Simply put, an art director created advertising concepts and oversaw photographers, designers and directors.

It’s a job description that sometimes persists. But art directors are changing. The art school education system is such that students are trained in a multitude of skills and disciplines, meaning they’re very likely to exhibit an equally diverse range of interests.

We Are Art Directors embraces this new way of working, by showcasing the personal work of KesselsKramer creatives. Sometimes serious, sometimes playful, the pieces demonstrate the non-commercial side of commercial artists working today.
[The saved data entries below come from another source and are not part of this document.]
//! File-backed environment: installed packages are recorded as JSON in the
//! environment root. Useful for offline dry runs and tests of the whole
//! lock/sync loop.

use std::collections::BTreeMap;
use std::path::{Path, PathBuf};

use serde::{Deserialize, Serialize};

use tern_core::environment::TargetEnvironment;
use tern_core::name::PackageName;

use crate::environment::{EnvironmentInspector, EnvironmentState, InstalledPackage};
use crate::error::SyncError;
use crate::installer::{InstallError, Installer};
use crate::plan::{InstallPlan, PlanStep};

pub const RECORD_FILE: &str = "tern-installed.json";

#[derive(Debug, Default, Serialize, Deserialize)]
struct InstallRecord {
    #[serde(default)]
    packages: Vec<InstalledPackage>,
}

fn read_record(root: &Path) -> Result<BTreeMap<PackageName, InstalledPackage>, SyncError> {
    let path = root.join(RECORD_FILE);
    let text = match std::fs::read_to_string(&path) {
        Ok(text) => text,
        Err(e) if e.kind() == std::io::ErrorKind::NotFound => return Ok(BTreeMap::new()),
        Err(e) => return Err(e.into()),
    };
    let record: InstallRecord =
        serde_json::from_str(&text).map_err(|e| SyncError::Environment {
            path: path.display().to_string(),
            message: e.to_string(),
        })?;
    Ok(record
        .packages
        .into_iter()
        .map(|p| (p.name.clone(), p))
        .collect())
}

fn write_record(
    root: &Path,
    packages: &BTreeMap<PackageName, InstalledPackage>,
) -> Result<(), String> {
    let record = InstallRecord {
        packages: packages.values().cloned().collect(),
    };
    let json = serde_json::to_string_pretty(&record).map_err(|e| e.to_string())?;
    tern_util::fs::atomic_write(&root.join(RECORD_FILE), json.as_bytes()).map_err(|e| e.to_string())
}

/// Reads the record of an environment whose interpreter is `target`.
#[derive(Debug, Clone)]
pub struct RecordInspector {
    target: TargetEnvironment,
}

impl RecordInspector {
    pub fn new(target: TargetEnvironment) -> Self {
        Self { target }
    }
}

impl EnvironmentInspector for RecordInspector {
    fn snapshot(&self, root: &Path) -> Result<EnvironmentState, SyncError> {
        let mut state = EnvironmentState::empty(root, self.target.clone());
        state.packages = read_record(root)?;
        tracing::debug!(
            root = %root.display(),
            packages = state.packages.len(),
            "read environment record"
        );
        Ok(state)
    }
}

/// Applies plans by rewriting the record.
#[derive(Debug, Clone)]
pub struct RecordInstaller {
    root: PathBuf,
}

impl RecordInstaller {
    pub fn new(root: &Path) -> Self {
        Self {
            root: root.to_path_buf(),
        }
    }
}

impl Installer for RecordInstaller {
    fn apply(&self, plan: &InstallPlan) -> Result<(), InstallError> {
        let steps = plan.steps();
        let mut packages = match read_record(&self.root) {
            Ok(packages) => packages,
            Err(e) => {
                let reason = e.to_string();
                return InstallError::collect(
                    steps.into_iter().map(|s| (s, Err(reason.clone()))).collect(),
                );
            }
        };

        let mut results = Vec::with_capacity(steps.len());
        for step in steps {
            let result = match &step {
                PlanStep::Remove(p) => match packages.remove(&p.name) {
                    Some(_) => Ok(()),
                    None => Err(format!("{} is not installed", p.name)),
                },
                PlanStep::Reinstall(p) | PlanStep::Install(p) => {
                    packages.insert(p.name.clone(), p.into());
                    Ok(())
                }
            };
            results.push((step, result));
        }

        if let Err(reason) = write_record(&self.root, &packages) {
            return InstallError::collect(
                results
                    .into_iter()
                    .map(|(step, _)| (step, Err(reason.clone())))
                    .collect(),
            );
        }
        InstallError::collect(results)
    }
}

#[cfg(test)]
mod tests {
    use super::*;
    use tern_core::environment::Platform;
    use tern_core::requirement::PackageSource;
    use tern_core::version::Version;

    use crate::plan::PlannedPackage;

    fn target() -> TargetEnvironment {
        TargetEnvironment::new(Platform::Linux, "x86_64", &Version::new([3, 12]))
    }

    fn planned(name: &str) -> PlannedPackage {
        PlannedPackage {
            name: PackageName::new(name).unwrap(),
            version: Version::new([1, 0]),
            source: PackageSource::registry("https://pypi.org/simple"),
        }
    }

    #[test]
    fn missing_record_is_an_empty_environment() {
        let dir = tempfile::tempdir().unwrap();
        let state = RecordInspector::new(target()).snapshot(dir.path()).unwrap();
        assert!(state.packages.is_empty());
    }

    #[test]
    fn applied_plan_is_visible_to_the_inspector() {
        let dir = tempfile::tempdir().unwrap();
        let plan = InstallPlan {
            to_install: vec![planned("a"), planned("b")],
            ..InstallPlan::default()
        };
        RecordInstaller::new(dir.path()).apply(&plan).unwrap();
        let state = RecordInspector::new(target()).snapshot(dir.path()).unwrap();
        assert_eq!(state.packages.len(), 2);
    }

    #[test]
    fn removing_an_absent_package_fails_that_step_only() {
        let dir = tempfile::tempdir().unwrap();
        let plan = InstallPlan {
            to_install: vec![planned("a")],
            to_remove: vec![(&planned("ghost")).into()],
            ..InstallPlan::default()
        };
        let err = RecordInstaller::new(dir.path()).apply(&plan).unwrap_err();
        assert_eq!(err.applied.len(), 1);
        assert_eq!(err.failed.len(), 1);
        assert_eq!(err.failed[0].0.name().as_str(), "ghost");
        let state = RecordInspector::new(target()).snapshot(dir.path()).unwrap();
        assert_eq!(state.packages.len(), 1);
    }

    #[test]
    fn corrupt_record_is_reported() {
        let dir = tempfile::tempdir().unwrap();
        std::fs::write(dir.path().join(RECORD_FILE), "not json").unwrap();
        let err = RecordInspector::new(target()).snapshot(dir.path()).unwrap_err();
        assert!(matches!(err, SyncError::Environment { .. }));
    }
}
Some of the participants include:

Jennifer Skupin, in a series entitled ‘Soft Porn’ she creates artwork out of marshmallows.

Angela Lidderdale displays her ‘Food Fight’ series, each painting comprising an image of violence and food surrealistically intertwined.

Christian Borstlap, shows acrylic paintings which depict everyday life recreated in an almost impressionistic style.

Fabienne Feltus has created an installation celebrating international football by printing her funny, idiosyncratic drawings on sports memorabilia.

Ewoudt Boonstra’s ominous gravestone houses images of beautiful decay shot on soon-to-be-extinct Polaroid 600 film.

Together with work from other KesselsKramer creatives, these artworks comprise a snapshot of a new generation of art directors, whose work outside the strict boundaries of advertising and design helps infuse their 9-5 output.